Please restate, word for word, the lines below that begin at the one with "let written = async" and end at the one with "doc.get(key.legacy_key())". Leave out all other lines.

-=-=-=-=-

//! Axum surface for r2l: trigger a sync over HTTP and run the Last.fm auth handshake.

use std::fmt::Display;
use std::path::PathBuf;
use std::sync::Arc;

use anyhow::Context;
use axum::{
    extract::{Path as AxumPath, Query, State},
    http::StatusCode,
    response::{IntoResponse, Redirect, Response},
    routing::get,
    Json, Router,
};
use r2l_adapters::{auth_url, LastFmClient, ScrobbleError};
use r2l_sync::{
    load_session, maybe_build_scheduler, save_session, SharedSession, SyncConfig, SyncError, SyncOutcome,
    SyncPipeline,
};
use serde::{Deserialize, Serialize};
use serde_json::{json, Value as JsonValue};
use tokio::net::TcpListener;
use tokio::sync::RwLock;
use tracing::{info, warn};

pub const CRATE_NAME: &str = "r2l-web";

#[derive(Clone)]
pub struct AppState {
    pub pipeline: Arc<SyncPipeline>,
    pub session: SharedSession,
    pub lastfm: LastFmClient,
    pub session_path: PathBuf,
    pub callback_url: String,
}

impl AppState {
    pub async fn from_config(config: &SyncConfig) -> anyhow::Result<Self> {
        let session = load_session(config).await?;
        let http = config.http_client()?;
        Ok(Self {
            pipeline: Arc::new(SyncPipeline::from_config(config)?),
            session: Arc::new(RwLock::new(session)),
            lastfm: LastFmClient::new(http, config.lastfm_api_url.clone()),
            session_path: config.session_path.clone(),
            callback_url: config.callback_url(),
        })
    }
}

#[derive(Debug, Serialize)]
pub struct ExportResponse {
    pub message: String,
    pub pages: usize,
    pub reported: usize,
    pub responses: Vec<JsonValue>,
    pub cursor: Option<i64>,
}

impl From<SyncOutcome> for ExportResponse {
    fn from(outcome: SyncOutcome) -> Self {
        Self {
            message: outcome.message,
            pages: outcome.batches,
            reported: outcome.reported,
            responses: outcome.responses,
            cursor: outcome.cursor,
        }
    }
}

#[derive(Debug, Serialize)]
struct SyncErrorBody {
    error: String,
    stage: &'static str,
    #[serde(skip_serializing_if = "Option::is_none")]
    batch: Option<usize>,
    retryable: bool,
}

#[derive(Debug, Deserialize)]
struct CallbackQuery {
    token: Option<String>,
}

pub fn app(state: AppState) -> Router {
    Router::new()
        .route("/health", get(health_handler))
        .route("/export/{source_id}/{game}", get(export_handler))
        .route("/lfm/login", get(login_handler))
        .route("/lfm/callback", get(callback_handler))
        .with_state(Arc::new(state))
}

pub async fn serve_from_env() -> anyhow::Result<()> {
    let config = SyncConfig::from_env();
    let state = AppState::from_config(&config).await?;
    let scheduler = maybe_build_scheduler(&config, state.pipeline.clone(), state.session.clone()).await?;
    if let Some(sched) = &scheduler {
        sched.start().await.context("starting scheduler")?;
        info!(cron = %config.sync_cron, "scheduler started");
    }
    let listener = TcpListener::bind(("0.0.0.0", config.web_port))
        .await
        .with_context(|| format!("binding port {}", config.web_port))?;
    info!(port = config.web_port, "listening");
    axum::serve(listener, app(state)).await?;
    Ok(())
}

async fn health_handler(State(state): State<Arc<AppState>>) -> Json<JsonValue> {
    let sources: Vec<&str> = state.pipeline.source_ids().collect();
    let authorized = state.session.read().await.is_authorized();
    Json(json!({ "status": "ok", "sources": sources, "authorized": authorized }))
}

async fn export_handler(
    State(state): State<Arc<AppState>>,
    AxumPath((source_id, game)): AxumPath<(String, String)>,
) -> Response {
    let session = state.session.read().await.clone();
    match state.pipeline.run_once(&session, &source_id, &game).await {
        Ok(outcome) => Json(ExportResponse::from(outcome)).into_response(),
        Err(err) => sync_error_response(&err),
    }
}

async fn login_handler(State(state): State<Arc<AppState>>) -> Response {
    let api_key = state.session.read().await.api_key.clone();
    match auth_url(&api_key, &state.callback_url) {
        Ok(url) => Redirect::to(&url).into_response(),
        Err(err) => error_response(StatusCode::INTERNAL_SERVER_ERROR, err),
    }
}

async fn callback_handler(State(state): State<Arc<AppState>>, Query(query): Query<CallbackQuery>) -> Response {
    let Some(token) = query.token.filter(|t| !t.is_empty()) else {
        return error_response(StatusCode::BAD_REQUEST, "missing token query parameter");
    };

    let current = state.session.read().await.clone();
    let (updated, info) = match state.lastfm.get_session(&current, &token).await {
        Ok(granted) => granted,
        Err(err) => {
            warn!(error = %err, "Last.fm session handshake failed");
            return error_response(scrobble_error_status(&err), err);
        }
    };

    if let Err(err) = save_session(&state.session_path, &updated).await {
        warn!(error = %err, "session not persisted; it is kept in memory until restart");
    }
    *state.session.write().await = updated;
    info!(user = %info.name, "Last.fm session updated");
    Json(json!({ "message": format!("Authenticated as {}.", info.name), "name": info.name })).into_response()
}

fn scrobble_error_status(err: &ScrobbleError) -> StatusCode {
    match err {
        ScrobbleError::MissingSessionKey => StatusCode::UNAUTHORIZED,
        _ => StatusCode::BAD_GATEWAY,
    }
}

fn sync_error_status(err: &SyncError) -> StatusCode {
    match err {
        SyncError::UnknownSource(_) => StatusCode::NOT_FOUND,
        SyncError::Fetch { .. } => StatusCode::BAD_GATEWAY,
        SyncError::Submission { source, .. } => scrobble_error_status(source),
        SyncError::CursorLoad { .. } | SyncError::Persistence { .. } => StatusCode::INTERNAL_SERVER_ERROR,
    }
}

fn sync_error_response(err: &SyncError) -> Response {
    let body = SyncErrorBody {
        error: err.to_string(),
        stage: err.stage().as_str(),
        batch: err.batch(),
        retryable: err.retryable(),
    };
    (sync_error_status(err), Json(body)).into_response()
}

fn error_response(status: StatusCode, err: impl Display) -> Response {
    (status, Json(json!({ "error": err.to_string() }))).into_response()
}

-=-=-=-=-

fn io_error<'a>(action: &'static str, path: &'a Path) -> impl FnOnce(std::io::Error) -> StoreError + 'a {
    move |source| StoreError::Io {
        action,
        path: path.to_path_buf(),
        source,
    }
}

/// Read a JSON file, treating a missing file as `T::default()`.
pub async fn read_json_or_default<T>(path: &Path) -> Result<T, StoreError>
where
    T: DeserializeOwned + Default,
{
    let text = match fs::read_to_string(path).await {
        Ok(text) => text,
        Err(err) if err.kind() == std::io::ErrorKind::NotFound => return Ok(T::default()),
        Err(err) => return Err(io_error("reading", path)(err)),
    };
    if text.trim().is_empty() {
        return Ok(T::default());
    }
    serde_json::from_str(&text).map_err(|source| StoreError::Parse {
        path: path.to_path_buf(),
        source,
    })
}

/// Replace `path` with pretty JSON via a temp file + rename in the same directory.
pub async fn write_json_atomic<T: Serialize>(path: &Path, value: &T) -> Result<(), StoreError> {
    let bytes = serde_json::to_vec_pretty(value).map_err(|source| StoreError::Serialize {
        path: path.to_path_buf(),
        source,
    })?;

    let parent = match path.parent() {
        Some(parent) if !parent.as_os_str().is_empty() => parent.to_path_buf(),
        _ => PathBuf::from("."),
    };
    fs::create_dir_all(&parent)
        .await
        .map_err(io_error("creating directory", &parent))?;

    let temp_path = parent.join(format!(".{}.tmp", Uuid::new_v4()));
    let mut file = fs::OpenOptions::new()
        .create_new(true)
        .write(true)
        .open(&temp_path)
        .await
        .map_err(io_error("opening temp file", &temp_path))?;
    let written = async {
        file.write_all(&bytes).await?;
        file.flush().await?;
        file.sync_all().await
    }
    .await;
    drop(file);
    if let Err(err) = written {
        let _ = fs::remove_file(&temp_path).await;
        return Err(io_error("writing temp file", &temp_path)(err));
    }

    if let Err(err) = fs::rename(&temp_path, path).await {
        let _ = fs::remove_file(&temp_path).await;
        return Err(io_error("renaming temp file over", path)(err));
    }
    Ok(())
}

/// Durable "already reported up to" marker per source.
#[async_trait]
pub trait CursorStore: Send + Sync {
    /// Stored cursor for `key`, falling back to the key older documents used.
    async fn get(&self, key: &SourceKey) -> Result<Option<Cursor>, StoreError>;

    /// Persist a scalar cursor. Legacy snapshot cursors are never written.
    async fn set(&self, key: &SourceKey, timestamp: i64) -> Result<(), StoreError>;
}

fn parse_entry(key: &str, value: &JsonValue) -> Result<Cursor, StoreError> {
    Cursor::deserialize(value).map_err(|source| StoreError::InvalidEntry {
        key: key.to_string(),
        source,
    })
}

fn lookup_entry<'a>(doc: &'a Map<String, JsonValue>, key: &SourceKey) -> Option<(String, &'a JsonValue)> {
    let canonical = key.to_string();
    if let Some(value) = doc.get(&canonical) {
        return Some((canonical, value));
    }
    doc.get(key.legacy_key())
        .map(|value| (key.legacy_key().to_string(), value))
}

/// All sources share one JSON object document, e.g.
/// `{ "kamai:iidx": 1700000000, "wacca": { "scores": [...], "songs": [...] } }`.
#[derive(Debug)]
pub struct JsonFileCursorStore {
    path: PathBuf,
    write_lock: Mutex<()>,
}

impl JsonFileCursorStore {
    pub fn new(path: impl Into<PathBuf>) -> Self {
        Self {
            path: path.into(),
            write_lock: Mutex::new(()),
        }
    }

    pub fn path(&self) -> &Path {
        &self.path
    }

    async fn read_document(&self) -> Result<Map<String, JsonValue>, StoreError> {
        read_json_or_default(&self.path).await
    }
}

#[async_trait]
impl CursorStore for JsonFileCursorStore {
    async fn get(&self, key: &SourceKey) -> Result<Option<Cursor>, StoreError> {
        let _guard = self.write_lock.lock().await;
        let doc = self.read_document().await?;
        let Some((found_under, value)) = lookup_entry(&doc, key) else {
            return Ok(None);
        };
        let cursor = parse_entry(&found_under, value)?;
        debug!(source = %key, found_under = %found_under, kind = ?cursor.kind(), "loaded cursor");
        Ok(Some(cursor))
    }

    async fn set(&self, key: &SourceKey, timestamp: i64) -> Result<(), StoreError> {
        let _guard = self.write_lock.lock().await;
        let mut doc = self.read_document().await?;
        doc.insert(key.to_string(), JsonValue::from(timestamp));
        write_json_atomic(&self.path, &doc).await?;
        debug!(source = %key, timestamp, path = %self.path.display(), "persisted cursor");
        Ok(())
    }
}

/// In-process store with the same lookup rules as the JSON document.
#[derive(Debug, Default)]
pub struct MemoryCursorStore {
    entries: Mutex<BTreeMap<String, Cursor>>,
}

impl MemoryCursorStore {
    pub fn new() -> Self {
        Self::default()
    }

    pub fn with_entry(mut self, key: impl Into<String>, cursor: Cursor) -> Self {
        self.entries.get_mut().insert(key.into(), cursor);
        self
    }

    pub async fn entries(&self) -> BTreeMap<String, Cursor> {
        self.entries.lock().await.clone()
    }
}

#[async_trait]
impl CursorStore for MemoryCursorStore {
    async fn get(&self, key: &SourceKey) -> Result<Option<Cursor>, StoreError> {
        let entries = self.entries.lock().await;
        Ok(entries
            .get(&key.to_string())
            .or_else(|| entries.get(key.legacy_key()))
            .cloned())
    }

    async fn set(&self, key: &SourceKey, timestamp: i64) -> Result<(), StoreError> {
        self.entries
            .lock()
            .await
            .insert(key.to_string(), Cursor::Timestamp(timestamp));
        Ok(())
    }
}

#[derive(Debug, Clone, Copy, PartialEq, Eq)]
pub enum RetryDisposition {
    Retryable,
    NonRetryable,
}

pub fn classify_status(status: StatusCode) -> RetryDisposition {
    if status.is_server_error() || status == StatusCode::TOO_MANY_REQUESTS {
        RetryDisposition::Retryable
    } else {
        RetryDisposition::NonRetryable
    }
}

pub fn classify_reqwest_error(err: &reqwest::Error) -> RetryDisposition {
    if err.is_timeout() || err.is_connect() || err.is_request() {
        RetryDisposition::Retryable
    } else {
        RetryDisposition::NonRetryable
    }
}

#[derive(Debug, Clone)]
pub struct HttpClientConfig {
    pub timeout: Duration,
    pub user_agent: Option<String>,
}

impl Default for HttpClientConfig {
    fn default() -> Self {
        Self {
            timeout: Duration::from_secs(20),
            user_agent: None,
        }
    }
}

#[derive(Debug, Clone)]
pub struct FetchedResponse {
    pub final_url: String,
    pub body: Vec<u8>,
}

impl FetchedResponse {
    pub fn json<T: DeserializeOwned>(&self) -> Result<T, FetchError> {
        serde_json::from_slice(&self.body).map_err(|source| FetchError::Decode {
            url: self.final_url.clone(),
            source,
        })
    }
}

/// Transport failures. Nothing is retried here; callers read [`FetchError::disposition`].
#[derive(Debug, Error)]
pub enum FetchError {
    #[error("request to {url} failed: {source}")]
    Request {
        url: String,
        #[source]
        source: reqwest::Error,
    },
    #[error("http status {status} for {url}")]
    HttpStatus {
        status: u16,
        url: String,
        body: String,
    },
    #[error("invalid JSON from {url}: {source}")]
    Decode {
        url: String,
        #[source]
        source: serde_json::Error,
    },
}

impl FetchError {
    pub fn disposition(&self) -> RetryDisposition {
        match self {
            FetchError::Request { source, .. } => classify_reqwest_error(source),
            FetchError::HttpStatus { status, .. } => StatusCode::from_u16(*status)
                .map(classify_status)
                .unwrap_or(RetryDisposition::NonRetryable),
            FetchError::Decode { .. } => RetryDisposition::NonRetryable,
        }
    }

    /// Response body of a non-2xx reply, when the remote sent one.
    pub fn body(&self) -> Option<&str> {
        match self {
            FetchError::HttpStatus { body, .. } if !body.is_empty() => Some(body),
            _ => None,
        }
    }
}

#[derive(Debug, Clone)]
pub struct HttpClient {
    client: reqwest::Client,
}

-=-=-=-=-

Result
    let written = async {
        file.write_all(&bytes).await?;
        file.flush().await?;
        file.sync_all().await
    }
    .await;
    drop(file);
    if let Err(err) = written {
        let _ = fs::remove_file(&temp_path).await;
        return Err(io_error("writing temp file", &temp_path)(err));
    }

    if let Err(err) = fs::rename(&temp_path, path).await {
        let _ = fs::remove_file(&temp_path).await;
        return Err(io_error("renaming temp file over", path)(err));
    }
    Ok(())
}

/// Durable "already reported up to" marker per source.
#[async_trait]
pub trait CursorStore: Send + Sync {
    /// Stored cursor for `key`, falling back to the key older documents used.
    async fn get(&self, key: &SourceKey) -> Result<Option<Cursor>, StoreError>;

    /// Persist a scalar cursor. Legacy snapshot cursors are never written.
    async fn set(&self, key: &SourceKey, timestamp: i64) -> Result<(), StoreError>;
}

fn parse_entry(key: &str, value: &JsonValue) -> Result<Cursor, StoreError> {
    Cursor::deserialize(value).map_err(|source| StoreError::InvalidEntry {
        key: key.to_string(),
        source,
    })
}

fn lookup_entry<'a>(doc: &'a Map<String, JsonValue>, key: &SourceKey) -> Option<(String, &'a JsonValue)> {
    let canonical = key.to_string();
    if let Some(value) = doc.get(&canonical) {
        return Some((canonical, value));
    }
    doc.get(key.legacy_key())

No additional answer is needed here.